** WHAT YOU NEED TO DO **
Examine the records below and count how many lines contain the string "AttributeNotLong". Give only the number.

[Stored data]

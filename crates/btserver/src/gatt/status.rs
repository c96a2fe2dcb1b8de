//! Status codes returned for write requests and notification completion
use super::constants::*;
use std::fmt;

/// Outcome of a GATT operation as seen by the remote central.
///
/// Anything other than `Success` is sent back as the ATT error code of the
/// corresponding error response.
#[derive(Debug, Clone, Copy, PartialEq, Eq, Hash)]
pub enum GattStatus {
    Success,
    InvalidHandle,
    ReadNotPermitted,
    WriteNotPermitted,
    InvalidPdu,
    InsufficientAuthentication,
    RequestNotSupported,
    InvalidOffset,
    InsufficientAuthorization,
    PrepareQueueFull,
    AttributeNotFound,
    AttributeNotLong,
    InsufficientEncryptionKeySize,
    InvalidAttributeValueLength,
    Unlikely,
    InsufficientEncryption,
    UnsupportedGroupType,
    InsufficientResources,
    DatabaseOutOfSync,
    ValueNotAllowed,
    /// Profile-defined error in 0x80..=0x9F
    ApplicationError(u8),
    /// Common profile and service error in 0xE0..=0xFF
    CommonProfileError(u8),
    Unknown(u8),
}

impl GattStatus {
    pub fn is_success(&self) -> bool {
        matches!(self, GattStatus::Success)
    }
}

impl From<u8> for GattStatus {
    fn from(code: u8) -> Self {
        match code {
            ATT_SUCCESS => GattStatus::Success,
            ATT_ERROR_INVALID_HANDLE => GattStatus::InvalidHandle,
            ATT_ERROR_READ_NOT_PERMITTED => GattStatus::ReadNotPermitted,
            ATT_ERROR_WRITE_NOT_PERMITTED => GattStatus::WriteNotPermitted,
            ATT_ERROR_INVALID_PDU => GattStatus::InvalidPdu,
            ATT_ERROR_INSUFFICIENT_AUTHENTICATION => GattStatus::InsufficientAuthentication,
            ATT_ERROR_REQUEST_NOT_SUPPORTED => GattStatus::RequestNotSupported,
            ATT_ERROR_INVALID_OFFSET => GattStatus::InvalidOffset,
            ATT_ERROR_INSUFFICIENT_AUTHORIZATION => GattStatus::InsufficientAuthorization,
            ATT_ERROR_PREPARE_QUEUE_FULL => GattStatus::PrepareQueueFull,
            ATT_ERROR_ATTRIBUTE_NOT_FOUND => GattStatus::AttributeNotFound,
            ATT_ERROR_ATTRIBUTE_NOT_LONG => GattStatus::AttributeNotLong,
            ATT_ERROR_INSUFFICIENT_ENCRYPTION_KEY_SIZE => GattStatus::InsufficientEncryptionKeySize,
            ATT_ERROR_INVALID_ATTRIBUTE_VALUE_LENGTH => GattStatus::InvalidAttributeValueLength,
            ATT_ERROR_UNLIKELY => GattStatus::Unlikely,
            ATT_ERROR_INSUFFICIENT_ENCRYPTION => GattStatus::InsufficientEncryption,
            ATT_ERROR_UNSUPPORTED_GROUP_TYPE => GattStatus::UnsupportedGroupType,
            ATT_ERROR_INSUFFICIENT_RESOURCES => GattStatus::InsufficientResources,
            ATT_ERROR_DATABASE_OUT_OF_SYNC => GattStatus::DatabaseOutOfSync,
            ATT_ERROR_VALUE_NOT_ALLOWED => GattStatus::ValueNotAllowed,
            ATT_ERROR_APPLICATION_ERROR_START..=ATT_ERROR_APPLICATION_ERROR_END => {
                GattStatus::ApplicationError(code)
            }
            ATT_ERROR_COMMON_PROFILE_ERROR_START..=ATT_ERROR_COMMON_PROFILE_ERROR_END => {
                GattStatus::CommonProfileError(code)
            }
            _ => GattStatus::Unknown(code),
        }
    }
}

impl From<GattStatus> for u8 {
    fn from(status: GattStatus) -> Self {
        match status {
            GattStatus::Success => ATT_SUCCESS,
            GattStatus::InvalidHandle => ATT_ERROR_INVALID_HANDLE,
            GattStatus::ReadNotPermitted => ATT_ERROR_READ_NOT_PERMITTED,
            GattStatus::WriteNotPermitted => ATT_ERROR_WRITE_NOT_PERMITTED,
            GattStatus::InvalidPdu => ATT_ERROR_INVALID_PDU,
            GattStatus::InsufficientAuthentication => ATT_ERROR_INSUFFICIENT_AUTHENTICATION,
            GattStatus::RequestNotSupported => ATT_ERROR_REQUEST_NOT_SUPPORTED,
            GattStatus::InvalidOffset => ATT_ERROR_INVALID_OFFSET,
            GattStatus::InsufficientAuthorization => ATT_ERROR_INSUFFICIENT_AUTHORIZATION,
            GattStatus::PrepareQueueFull => ATT_ERROR_PREPARE_QUEUE_FULL,
            GattStatus::AttributeNotFound => ATT_ERROR_ATTRIBUTE_NOT_FOUND,
            GattStatus::AttributeNotLong => ATT_ERROR_ATTRIBUTE_NOT_LONG,
            GattStatus::InsufficientEncryptionKeySize => ATT_ERROR_INSUFFICIENT_ENCRYPTION_KEY_SIZE,
            GattStatus::InvalidAttributeValueLength => ATT_ERROR_INVALID_ATTRIBUTE_VALUE_LENGTH,
            GattStatus::Unlikely => ATT_ERROR_UNLIKELY,
            GattStatus::InsufficientEncryption => ATT_ERROR_INSUFFICIENT_ENCRYPTION,
            GattStatus::UnsupportedGroupType => ATT_ERROR_UNSUPPORTED_GROUP_TYPE,
            GattStatus::InsufficientResources => ATT_ERROR_INSUFFICIENT_RESOURCES,
            GattStatus::DatabaseOutOfSync => ATT_ERROR_DATABASE_OUT_OF_SYNC,
            GattStatus::ValueNotAllowed => ATT_ERROR_VALUE_NOT_ALLOWED,
            GattStatus::ApplicationError(code)
            | GattStatus::CommonProfileError(code)
            | GattStatus::Unknown(code) => code,
        }
    }
}

impl fmt::Display for GattStatus {
    fn fmt(&self, f: &mut fmt::Formatter<'_>) -> fmt::Result {
        write!(f, "{:?} (0x{:02X})", self, u8::from(*self))
    }
}
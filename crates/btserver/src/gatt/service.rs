//! Structural GATT definitions
//!
//! A [`GattService`] describes the attribute layout a service handler wants
//! the transport to publish. Definitions are plain values: they are built
//! once, handed to the transport, and never mutated afterwards.

use super::constants::CLIENT_CHAR_CONFIG_UUID;
use super::types::*;
use crate::uuid::Uuid;

/// GATT characteristic descriptor
#[derive(Debug, Clone, PartialEq, Eq)]
pub struct GattDescriptor {
    pub uuid: Uuid,
    pub permissions: AttPermissions,
    /// Initial value
    pub value: Vec<u8>,
}

impl GattDescriptor {
    pub fn new(uuid: Uuid, permissions: AttPermissions) -> Self {
        Self {
            uuid,
            permissions,
            value: Vec::new(),
        }
    }

    pub fn with_value(mut self, value: impl Into<Vec<u8>>) -> Self {
        self.value = value.into();
        self
    }

    /// Client Characteristic Configuration descriptor, notifications and
    /// indications disabled.
    pub fn cccd() -> Self {
        Self::new(
            Uuid::from_u16(CLIENT_CHAR_CONFIG_UUID),
            AttPermissions::read_write(),
        )
        .with_value(vec![0, 0])
    }
}

/// GATT characteristic with its descriptors
#[derive(Debug, Clone, PartialEq, Eq)]
pub struct GattCharacteristic {
    pub uuid: Uuid,
    pub properties: CharacteristicProperties,
    pub permissions: AttPermissions,
    /// Initial value
    pub value: Vec<u8>,
    pub descriptors: Vec<GattDescriptor>,
}

impl GattCharacteristic {
    pub fn new(
        uuid: Uuid,
        properties: CharacteristicProperties,
        permissions: AttPermissions,
    ) -> Self {
        Self {
            uuid,
            properties,
            permissions,
            value: Vec::new(),
            descriptors: Vec::new(),
        }
    }

    pub fn with_value(mut self, value: impl Into<Vec<u8>>) -> Self {
        self.value = value.into();
        self
    }

    pub fn with_descriptor(mut self, descriptor: GattDescriptor) -> Self {
        self.descriptors.push(descriptor);
        self
    }

    /// Adds a CCCD so centrals can subscribe. Only meaningful for
    /// characteristics that notify or indicate.
    pub fn with_cccd(self) -> Self {
        self.with_descriptor(GattDescriptor::cccd())
    }

    pub fn descriptor(&self, uuid: &Uuid) -> Option<&GattDescriptor> {
        self.descriptors.iter().find(|d| d.uuid == *uuid)
    }
}

/// A GATT service with characteristics
#[derive(Debug, Clone, PartialEq, Eq)]
pub struct GattService {
    id: ServiceId,
    pub kind: ServiceKind,
    pub characteristics: Vec<GattCharacteristic>,
}

impl GattService {
    /// Creates an empty primary service, instance 0.
    pub fn new(uuid: Uuid) -> Self {
        Self {
            id: ServiceId::new(uuid, 0),
            kind: ServiceKind::Primary,
            characteristics: Vec::new(),
        }
    }

    pub fn with_instance(mut self, instance: u16) -> Self {
        self.id.instance = instance;
        self
    }

    pub fn with_kind(mut self, kind: ServiceKind) -> Self {
        self.kind = kind;
        self
    }

    pub fn with_characteristic(mut self, characteristic: GattCharacteristic) -> Self {
        self.characteristics.push(characteristic);
        self
    }

    pub fn id(&self) -> ServiceId {
        self.id
    }

    pub fn uuid(&self) -> Uuid {
        self.id.uuid
    }

    pub fn characteristic(&self, uuid: &Uuid) -> Option<&GattCharacteristic> {
        self.characteristics.iter().find(|c| c.uuid == *uuid)
    }

    /// Reference to one of this service's characteristics, parent link set.
    pub fn characteristic_ref(&self, uuid: &Uuid) -> Option<CharacteristicRef> {
        self.characteristic(uuid)
            .map(|c| CharacteristicRef::new(c.uuid, self.id))
    }

    /// Reference to a descriptor of one of this service's characteristics.
    pub fn descriptor_ref(
        &self,
        characteristic: &Uuid,
        descriptor: &Uuid,
    ) -> Option<DescriptorRef> {
        let parent = self.characteristic(characteristic)?;
        let descriptor = parent.descriptor(descriptor)?;
        Some(DescriptorRef::new(
            descriptor.uuid,
            CharacteristicRef::new(parent.uuid, self.id),
        ))
    }

    /// Number of attribute handles this service occupies: the service
    /// declaration, a declaration and a value per characteristic, and one per
    /// descriptor.
    pub fn attribute_count(&self) -> usize {
        1 + self
            .characteristics
            .iter()
            .map(|c| 2 + c.descriptors.len())
            .sum::<usize>()
    }
}

#[cfg(test)]
mod tests {
    use super::*;

    fn heart_rate() -> GattService {
        GattService::new(Uuid::from_u16(0x180D)).with_characteristic(
            GattCharacteristic::new(
                Uuid::from_u16(0x2A37),
                CharacteristicProperties::NOTIFY,
                AttPermissions::empty(),
            )
            .with_cccd(),
        )
    }

    #[test]
    fn test_refs_carry_parent_links() {
        let service = heart_rate();
        let cccd = Uuid::from_u16(CLIENT_CHAR_CONFIG_UUID);

        let characteristic = service.characteristic_ref(&Uuid::from_u16(0x2A37)).unwrap();
        assert_eq!(characteristic.service, Some(service.id()));

        let descriptor = service
            .descriptor_ref(&Uuid::from_u16(0x2A37), &cccd)
            .unwrap();
        assert_eq!(descriptor.characteristic, Some(characteristic));

        assert!(service.characteristic_ref(&Uuid::from_u16(0x2A38)).is_none());
        assert!(service
            .descriptor_ref(&Uuid::from_u16(0x2A37), &Uuid::from_u16(0x2901))
            .is_none());
    }

    #[test]
    fn test_attribute_count() {
        assert_eq!(heart_rate().attribute_count(), 4);
        assert_eq!(GattService::new(Uuid::from_u16(0x180A)).attribute_count(), 1);
    }

    #[test]
    fn test_instances_are_distinct_ids() {
        let first = GattService::new(Uuid::from_u16(0x180F));
        let second = GattService::new(Uuid::from_u16(0x180F)).with_instance(1);
        assert_ne!(first.id(), second.id());
        assert_eq!(first.uuid(), second.uuid());
    }
}
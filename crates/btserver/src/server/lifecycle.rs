//! Server lifecycle
//!
//! [`BluetoothServer`] is the single entry point an application holds. It
//! validates the adapter, publishes every service before the device becomes
//! visible, and then starts advertising one of them.

use super::dispatcher::Dispatcher;
use super::handler::GattServiceHandler;
use crate::error::{Result, ServerError, TransportError};
use crate::gap::{AdvertiseData, AdvertiseSettings};
use crate::gatt::ServiceId;
use crate::transport::{PeripheralEvents, PeripheralTransport};
use crate::uuid::Uuid;
use std::sync::Arc;
use tracing::{error, info, warn};

/// Where the server is in its startup sequence.
///
/// `Uninitialized -> Registering -> Advertising`; only [`BluetoothServer::reset`]
/// goes back.
#[derive(Debug, Clone, Copy, PartialEq, Eq)]
pub enum ServerState {
    Uninitialized,
    Registering,
    Advertising,
}

/// Which registered service's UUID goes into the advertising data
#[derive(Debug, Clone, Copy, PartialEq, Eq, Default)]
pub enum AdvertisedService {
    /// The last service registered
    #[default]
    MostRecentlyAdded,
    Designated(ServiceId),
}

/// Server configuration
#[derive(Debug, Clone, Default, PartialEq, Eq)]
pub struct ServerConfig {
    /// Name applied to the adapter and sent in the scan response. `None`
    /// keeps the adapter's current name.
    pub device_name: Option<String>,
    pub advertise_settings: AdvertiseSettings,
    pub advertised_service: AdvertisedService,
}

/// A service that could not be registered during [`BluetoothServer::start`]
#[derive(Debug, Clone, PartialEq, Eq)]
pub struct RegistrationFailure {
    pub name: String,
    pub service: ServiceId,
    pub error: ServerError,
}

/// Outcome of [`BluetoothServer::start`]
#[derive(Debug, Clone, Default, PartialEq, Eq)]
pub struct StartupReport {
    pub registered: Vec<ServiceId>,
    pub failed: Vec<RegistrationFailure>,
    /// `None` when the adapter cannot advertise or advertising failed
    pub advertised: Option<ServiceId>,
    /// Why advertising could not be started, if it was attempted and failed
    pub advertise_error: Option<TransportError>,
}

/// Advertise data carrying TX power and one service UUID, and a scan response
/// carrying the device name.
pub fn advertising_payloads(service: Uuid) -> (AdvertiseData, AdvertiseData) {
    let advertise_data = AdvertiseData::new()
        .include_tx_power_level(true)
        .add_service_uuid(service);
    let scan_response = AdvertiseData::new().include_device_name(true);
    (advertise_data, scan_response)
}

/// Top-level peripheral server
pub struct BluetoothServer {
    transport: Arc<dyn PeripheralTransport>,
    dispatcher: Arc<Dispatcher>,
    config: ServerConfig,
    state: ServerState,
    advertising_supported: bool,
    advertised: Option<ServiceId>,
    advertise_error: Option<TransportError>,
}

impl BluetoothServer {
    /// Checks the adapter and wires the dispatcher to the transport.
    ///
    /// Missing peripheral-role support is fatal. Missing advertising support
    /// only means the device will not be discoverable.
    pub fn new(transport: Arc<dyn PeripheralTransport>, config: ServerConfig) -> Result<Self> {
        let capabilities = transport.capabilities();
        if !capabilities.peripheral_role {
            error!("adapter does not support the peripheral role");
            return Err(ServerError::PeripheralUnsupported);
        }
        if !capabilities.advertising {
            warn!("adapter does not support advertising, device will not be discoverable");
        }

        if let Some(name) = &config.device_name {
            transport.set_device_name(name)?;
        }

        let dispatcher = Arc::new(Dispatcher::new());
        let events: Arc<dyn PeripheralEvents> = dispatcher.clone();
        transport.set_event_sink(Arc::downgrade(&events));

        Ok(Self {
            transport,
            dispatcher,
            config,
            state: ServerState::Uninitialized,
            advertising_supported: capabilities.advertising,
            advertised: None,
            advertise_error: None,
        })
    }

    fn require(&self, expected: ServerState) -> Result<()> {
        if self.state != expected {
            return Err(ServerError::InvalidState {
                expected,
                actual: self.state,
            });
        }
        Ok(())
    }

    /// Clears whatever services the transport still publishes and opens
    /// registration.
    pub fn begin_registration(&mut self) -> Result<()> {
        self.require(ServerState::Uninitialized)?;

        self.transport.remove_all_services();
        self.dispatcher.clear();
        self.state = ServerState::Registering;
        info!("registering services");

        Ok(())
    }

    pub fn register_service(&mut self, handler: Arc<dyn GattServiceHandler>) -> Result<ServiceId> {
        self.require(ServerState::Registering)?;
        self.dispatcher
            .register_service(self.transport.as_ref(), handler)
    }

    /// Closes registration and starts advertising the configured service.
    ///
    /// Only a missing or unregistered advertised service is an error. If the
    /// adapter cannot advertise, or the transport refuses to, the server still
    /// moves to `Advertising` and serves GATT without being discoverable.
    pub fn start_advertising(&mut self) -> Result<()> {
        self.advertise(self.config.advertised_service)
    }

    fn advertise(&mut self, selection: AdvertisedService) -> Result<()> {
        self.require(ServerState::Registering)?;

        let id = match selection {
            AdvertisedService::MostRecentlyAdded => self
                .dispatcher
                .last_registered()
                .ok_or(ServerError::NothingToAdvertise)?,
            AdvertisedService::Designated(id) => {
                if self.dispatcher.handler(&id).is_none() {
                    return Err(ServerError::UnknownService(id));
                }
                id
            }
        };

        self.state = ServerState::Advertising;

        if !self.advertising_supported {
            warn!(service = %id, "skipping advertising, adapter cannot advertise");
            return Ok(());
        }

        let (advertise_data, scan_response) = advertising_payloads(id.uuid);
        let started = self.transport.start_advertising(
            &self.config.advertise_settings,
            &scan_response,
            &advertise_data,
        );

        match started {
            Ok(()) => {
                info!(service = %id, "advertising");
                self.advertised = Some(id);
            }
            Err(e) => {
                error!(
                    service = %id,
                    error = %e,
                    "advertising not started, device not discoverable"
                );
                self.advertise_error = Some(e);
            }
        }

        Ok(())
    }

    /// Runs the whole startup sequence.
    ///
    /// A service that fails to register is recorded in the report and the
    /// remaining services are still registered.
    pub fn start<I>(&mut self, handlers: I) -> Result<StartupReport>
    where
        I: IntoIterator<Item = Arc<dyn GattServiceHandler>>,
    {
        self.begin_registration()?;

        let mut report = StartupReport::default();
        for handler in handlers {
            let name = handler.name().to_string();
            let service = handler.service().id();
            match self.register_service(handler) {
                Ok(id) => report.registered.push(id),
                Err(error) => {
                    warn!(
                        service = %service,
                        name = %name,
                        error = %error,
                        "service not registered"
                    );
                    report.failed.push(RegistrationFailure {
                        name,
                        service,
                        error,
                    });
                }
            }
        }

        // A designated service that failed to register should not keep the
        // others from being discoverable.
        let mut selection = self.config.advertised_service;
        if let AdvertisedService::Designated(id) = selection {
            if report.failed.iter().any(|f| f.service == id) {
                warn!(
                    service = %id,
                    "designated service not registered, advertising most recent"
                );
                selection = AdvertisedService::MostRecentlyAdded;
            }
        }

        self.advertise(selection)?;
        report.advertised = self.advertised;
        report.advertise_error = self.advertise_error.clone();

        Ok(report)
    }

    /// Stops advertising and forgets every service, back to `Uninitialized`.
    pub fn reset(&mut self) {
        if self.advertised.take().is_some() {
            self.transport.stop_advertising();
        }
        self.advertise_error = None;
        self.transport.remove_all_services();
        self.dispatcher.clear();
        self.state = ServerState::Uninitialized;
        info!("server reset");
    }

    pub fn state(&self) -> ServerState {
        self.state
    }

    pub fn config(&self) -> &ServerConfig {
        &self.config
    }

    pub fn transport(&self) -> Arc<dyn PeripheralTransport> {
        self.transport.clone()
    }

    pub fn dispatcher(&self) -> Arc<Dispatcher> {
        self.dispatcher.clone()
    }

    /// Registered services in registration order
    pub fn service_ids(&self) -> Vec<ServiceId> {
        self.dispatcher.service_ids()
    }

    pub fn advertised_service(&self) -> Option<ServiceId> {
        self.advertised
    }

    /// Error from the last attempt to start advertising
    pub fn advertise_error(&self) -> Option<&TransportError> {
        self.advertise_error.as_ref()
    }

    pub fn is_discoverable(&self) -> bool {
        self.advertised.is_some()
    }
}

** RESULT **
3